- **ASSIGNMENT**:
For every line in the data below that contains "logging", copy the line.
(SOURCE MATERIAL Opens)
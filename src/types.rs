// Core data structures for the cross-chain arbitrage monitor

use chrono::{DateTime, Utc};
use rust_decimal::Decimal;
use serde::Deserialize;
use std::fmt;

/// Execution venues we quote against.
///
/// Exactly two: the monitor evaluates one token pair across one
/// BSC <-> Solana round trip in each direction.
#[derive(Debug, Clone, Copy, PartialEq, Eq, Hash)]
pub enum Venue {
    Bsc,
    Solana,
}

impl Venue {
    /// OKX DEX aggregator chain id for this venue
    pub fn chain_id(&self) -> &'static str {
        match self {
            Venue::Bsc => "56",
            Venue::Solana => "501",
        }
    }

    pub fn name(&self) -> &'static str {
        match self {
            Venue::Bsc => "BSC",
            Venue::Solana => "Solana",
        }
    }
}

impl fmt::Display for Venue {
    fn fmt(&self, f: &mut fmt::Formatter) -> fmt::Result {
        write!(f, "{}", self.name())
    }
}

/// Token configuration: one logical token with per-venue contract/mint
/// addresses and per-venue decimal precision (they commonly differ,
/// e.g. 18 decimals on BSC vs 9 on Solana).
///
/// Loaded once at startup and shared by reference across all calculations.
#[derive(Debug, Clone)]
pub struct TokenConfig {
    pub symbol: String,
    pub bsc_address: String,
    pub solana_address: String,
    pub bsc_decimals: u32,
    pub solana_decimals: u32,
}

impl TokenConfig {
    pub fn address_on(&self, venue: Venue) -> &str {
        match venue {
            Venue::Bsc => &self.bsc_address,
            Venue::Solana => &self.solana_address,
        }
    }

    pub fn decimals_on(&self, venue: Venue) -> u32 {
        match venue {
            Venue::Bsc => self.bsc_decimals,
            Venue::Solana => self.solana_decimals,
        }
    }
}

/// Single quote returned by the OKX DEX aggregator.
///
/// `to_token_amount` is an integer string in the destination token's raw
/// units; it is parsed with the decimal normalizer, never as a float.
#[derive(Debug, Clone, Deserialize)]
#[serde(rename_all = "camelCase")]
pub struct QuoteData {
    pub from_token_symbol: String,
    pub to_token_symbol: String,
    pub to_token_amount: String,
    #[serde(default)]
    pub to_token_price_usd: String,
    #[serde(default)]
    pub estimated_gas: String,
}

/// Response envelope of the OKX quote endpoint. `code` is "0" on success;
/// an empty `data` array counts as a failed quote either way.
#[derive(Debug, Clone, Deserialize)]
pub struct QuoteResponse {
    pub code: String,
    #[serde(default)]
    pub msg: String,
    #[serde(default)]
    pub data: Vec<QuoteData>,
}

/// One single-venue swap within a two-leg path.
///
/// `amount` is the normalized decimal quantity coming out of this leg:
/// for leg 1 the base-token amount before the cross-venue re-encoding,
/// for leg 2 the final quote-token amount.
#[derive(Debug, Clone)]
pub struct LegOutcome {
    pub venue: Venue,
    pub from_symbol: String,
    pub to_symbol: String,
    pub amount: Decimal,
}

/// Result of one directional two-leg path computation.
///
/// Only constructed when both legs succeeded; a failure at either leg
/// collapses the whole direction to None for the cycle.
#[derive(Debug, Clone)]
pub struct PathOutcome {
    pub direction: crate::arbitrage::Direction,
    pub initial_amount: Decimal,
    pub final_amount: Decimal,
    /// final_amount - initial_amount, signed
    pub profit: Decimal,
    pub legs: [LegOutcome; 2],
}

impl PathOutcome {
    /// Return on investment of the round trip, in percent
    pub fn roi_percent(&self) -> Decimal {
        (self.profit / self.initial_amount) * Decimal::from(100)
    }
}

/// Per-cycle classification of the best available path
#[derive(Debug, Clone, Copy, PartialEq, Eq)]
pub enum Classification {
    /// Best path profit strictly exceeds the configured threshold
    Qualifying,
    /// Best path profit is positive but does not exceed the threshold
    Marginal,
    /// No path produced a positive profit this cycle
    None,
}

impl fmt::Display for Classification {
    fn fmt(&self, f: &mut fmt::Formatter) -> fmt::Result {
        match self {
            Classification::Qualifying => write!(f, "qualifying"),
            Classification::Marginal => write!(f, "marginal"),
            Classification::None => write!(f, "none"),
        }
    }
}

/// Per-cycle output of the opportunity selector: both directional outcomes
/// (None marks a failed path), the selected best path if any, and the
/// classification. Constructed fresh each cycle, never mutated, not
/// persisted across cycles.
#[derive(Debug, Clone)]
pub struct Decision {
    pub solana_to_bsc: Option<PathOutcome>,
    pub bsc_to_solana: Option<PathOutcome>,
    pub best: Option<PathOutcome>,
    pub classification: Classification,
    pub timestamp: DateTime<Utc>,
}

impl Decision {
    pub fn best_profit(&self) -> Option<Decimal> {
        self.best.as_ref().map(|p| p.profit)
    }
}
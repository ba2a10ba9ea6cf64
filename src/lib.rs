//! Cross-Chain Arbitrage Monitor Library
//!
//! Continuously evaluates both round-trip directions of a single token
//! pair across two venues (BSC and Solana, quoted through the OKX DEX
//! aggregator) and classifies each cycle's best path against a profit
//! threshold. Observation and decision only - no trade execution.

pub mod amount;
pub mod arbitrage;
pub mod config;
pub mod monitor;
pub mod okx;
pub mod types;

// Re-export commonly used types
pub use arbitrage::{Direction, OpportunitySelector, PathCalculator};
pub use config::{load_config, MonitorConfig, OkxConfig, RunParameters};
pub use monitor::Monitor;
pub use okx::{OkxDexClient, QuoteError, QuoteSource};
pub use types::{
    Classification, Decision, LegOutcome, PathOutcome, QuoteData, TokenConfig, Venue,
};
//! Cross-chain arbitrage monitor
//!
//! Main entry point: loads env-driven configuration, wires the OKX quote
//! client into the path calculator and opportunity selector, and runs the
//! evaluation loop until Ctrl+C. `--once` runs a single cycle and exits.

use anyhow::Result;
use clap::Parser;
use interchain_arb::arbitrage::{OpportunitySelector, PathCalculator};
use interchain_arb::config::load_config;
use interchain_arb::monitor::Monitor;
use interchain_arb::okx::OkxDexClient;
use tokio::sync::watch;
use tracing::{info, Level};

/// Cross-Chain Arbitrage Monitor - BSC/Solana via OKX DEX aggregator
#[derive(Parser)]
#[command(name = "interchain-arb")]
struct Args {
    /// Run a single evaluation cycle and exit
    #[arg(long)]
    once: bool,

    /// Alternate .env file to load before reading configuration
    #[arg(long, env = "ENV_FILE")]
    env_file: Option<String>,
}

#[tokio::main]
async fn main() -> Result<()> {
    // Initialize logging
    tracing_subscriber::fmt()
        .with_max_level(Level::INFO)
        .with_target(false)
        .init();

    let args = Args::parse();
    if let Some(path) = &args.env_file {
        dotenv::from_filename(path).ok();
    }

    // Configuration failures are fatal before any cycle runs
    let config = load_config()?;

    info!("Cross-chain arbitrage monitor starting...");
    info!(
        "Token pair: {} / {}",
        config.base_token.symbol, config.quote_token.symbol
    );
    info!("Initial amount: ${}", config.params.initial_amount_usd);
    info!("Profit threshold: ${}", config.params.profit_threshold_usd);
    info!("Slippage tolerance: {}%", config.params.slippage_tolerance);
    info!("Evaluation interval: {:?}", config.params.poll_interval);

    let quotes = OkxDexClient::new(config.okx.clone(), config.params.slippage_tolerance);
    let calculator = PathCalculator::new(
        quotes,
        config.base_token.clone(),
        config.quote_token.clone(),
        config.params.clone(),
    );
    let selector = OpportunitySelector::new(calculator, config.params.clone());
    let monitor = Monitor::new(selector, config.params.poll_interval);

    if args.once {
        monitor.run_once().await;
        return Ok(());
    }

    // Ctrl+C feeds the shutdown token; the monitor finishes the current
    // cycle and stops between cycles
    let (shutdown_tx, shutdown_rx) = watch::channel(false);
    tokio::spawn(async move {
        if tokio::signal::ctrl_c().await.is_ok() {
            let _ = shutdown_tx.send(true);
        }
    });

    info!("Press Ctrl+C to stop monitoring");
    monitor.run(shutdown_rx).await;

    Ok(())
}
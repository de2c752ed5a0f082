//! OS signal handling.
//!
//! SIGINT (Ctrl+C) and, on unix, SIGTERM both mean graceful shutdown.

/// Resolve when the process is asked to stop.
pub async fn wait_for_signal() {
    let ctrl_c = async {
        if let Err(e) = tokio::signal::ctrl_c().await {
            tracing::error!(error = %e, "Failed to listen for Ctrl+C");
            std::future::pending::<()>().await;
        }
    };

    #[cfg(unix)]
    let terminate = async {
        use tokio::signal::unix::{signal, SignalKind};
        match signal(SignalKind::terminate()) {
            Ok(mut stream) => {
                stream.recv().await;
            }
            Err(e) => {
                tracing::error!(error = %e, "Failed to install SIGTERM handler");
                std::future::pending::<()>().await;
            }
        }
    };

    #[cfg(not(unix))]
    let terminate = std::future::pending::<()>();

    tokio::select! {
        () = ctrl_c => tracing::info!("Received SIGINT"),
        () = terminate => tracing::info!("Received SIGTERM"),
    }
}
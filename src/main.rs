//! Google Apps Script Proxy
//!
//! Exposes a GAS web app under `/api/*` with permissive CORS so browser
//! front ends can call it directly.
//!
//! # Architecture Overview
//!
//! ```text
//!     Client Request            ┌──────────────────────────────────────────────┐
//!     ──────────────────────────┼─▶ CORS + request-id layers                    │
//!                               │        │                                     │
//!                               │        ▼                                     │
//!                               │   method gate ── OPTIONS ─▶ 200 (preflight)  │
//!                               │        │ GET        other ─▶ 405             │
//!                               │        ▼                                     │
//!                               │   routing::path ─▶ http::request             │
//!                               │   (logical path)   (outbound URL)            │
//!                               │                         │                    │
//!     Client Response           │                         ▼                    │
//!     ◀─────────────────────────┼── http::response ◀── http::upstream ◀────────┼──── Apps Script
//!                               │   (JSON or text)     (single GET)            │
//!                               └──────────────────────────────────────────────┘
//! ```

use std::net::SocketAddr;
use std::path::PathBuf;

use clap::Parser;
use tokio::net::TcpListener;

use gas_proxy::config::{load_config, validate_config, ConfigError, ProxyConfig};
use gas_proxy::lifecycle::{signals, Shutdown};
use gas_proxy::observability::{logging, metrics};
use gas_proxy::HttpServer;

#[derive(Parser)]
#[command(name = "gas-proxy")]
#[command(about = "CORS-enabled proxy in front of a Google Apps Script web app", long_about = None)]
struct Cli {
    /// TOML configuration file.
    #[arg(short, long)]
    config: Option<PathBuf>,

    /// Address to listen on, overrides `listener.bind_address`.
    #[arg(short, long)]
    bind: Option<String>,

    /// Route prefix, overrides `backend.mount_prefix`.
    #[arg(long)]
    mount_prefix: Option<String>,

    /// Apps Script web app URL, overrides `backend.base_url`.
    #[arg(long, env = "GAS_BASE_URL")]
    base_url: Option<String>,
}

impl Cli {
    fn into_config(self) -> Result<ProxyConfig, ConfigError> {
        let mut config = match &self.config {
            Some(path) => load_config(path)?,
            None => ProxyConfig::default(),
        };

        if let Some(bind) = self.bind {
            config.listener.bind_address = bind;
        }
        if let Some(prefix) = self.mount_prefix {
            config.backend.mount_prefix = prefix;
        }
        if let Some(base_url) = self.base_url.filter(|u| !u.is_empty()) {
            config.backend.base_url = Some(base_url);
        }

        validate_config(&config).map_err(ConfigError::Validation)?;
        Ok(config)
    }
}

#[tokio::main]
async fn main() -> Result<(), Box<dyn std::error::Error>> {
    let config = Cli::parse().into_config()?;

    logging::init_logging(&config.observability.log_level);

    tracing::info!("gas-proxy v{} starting", env!("CARGO_PKG_VERSION"));
    tracing::info!(
        bind_address = %config.listener.bind_address,
        mount_prefix = %config.backend.mount_prefix,
        backend_configured = config.backend.base_url.is_some(),
        "Configuration loaded"
    );

    if config.observability.metrics_enabled {
        let addr: SocketAddr = config.observability.metrics_address.parse()?;
        metrics::init_metrics(addr)?;
    }

    let listener = TcpListener::bind(&config.listener.bind_address).await?;
    tracing::info!(address = %listener.local_addr()?, "Listening for connections");

    let shutdown = Shutdown::new();
    let server_shutdown = shutdown.subscribe();

    tokio::spawn(async move {
        signals::wait_for_signal().await;
        shutdown.trigger();
    });

    HttpServer::new(config).run(listener, server_shutdown).await?;

    tracing::info!("Shutdown complete");
    Ok(())
}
(SOURCE MATERIAL Closes)
- **RESPONSE AREA**:
    // Initialize logging
use gas_proxy::observability::{logging, metrics};
    logging::init_logging(&config.observability.log_level);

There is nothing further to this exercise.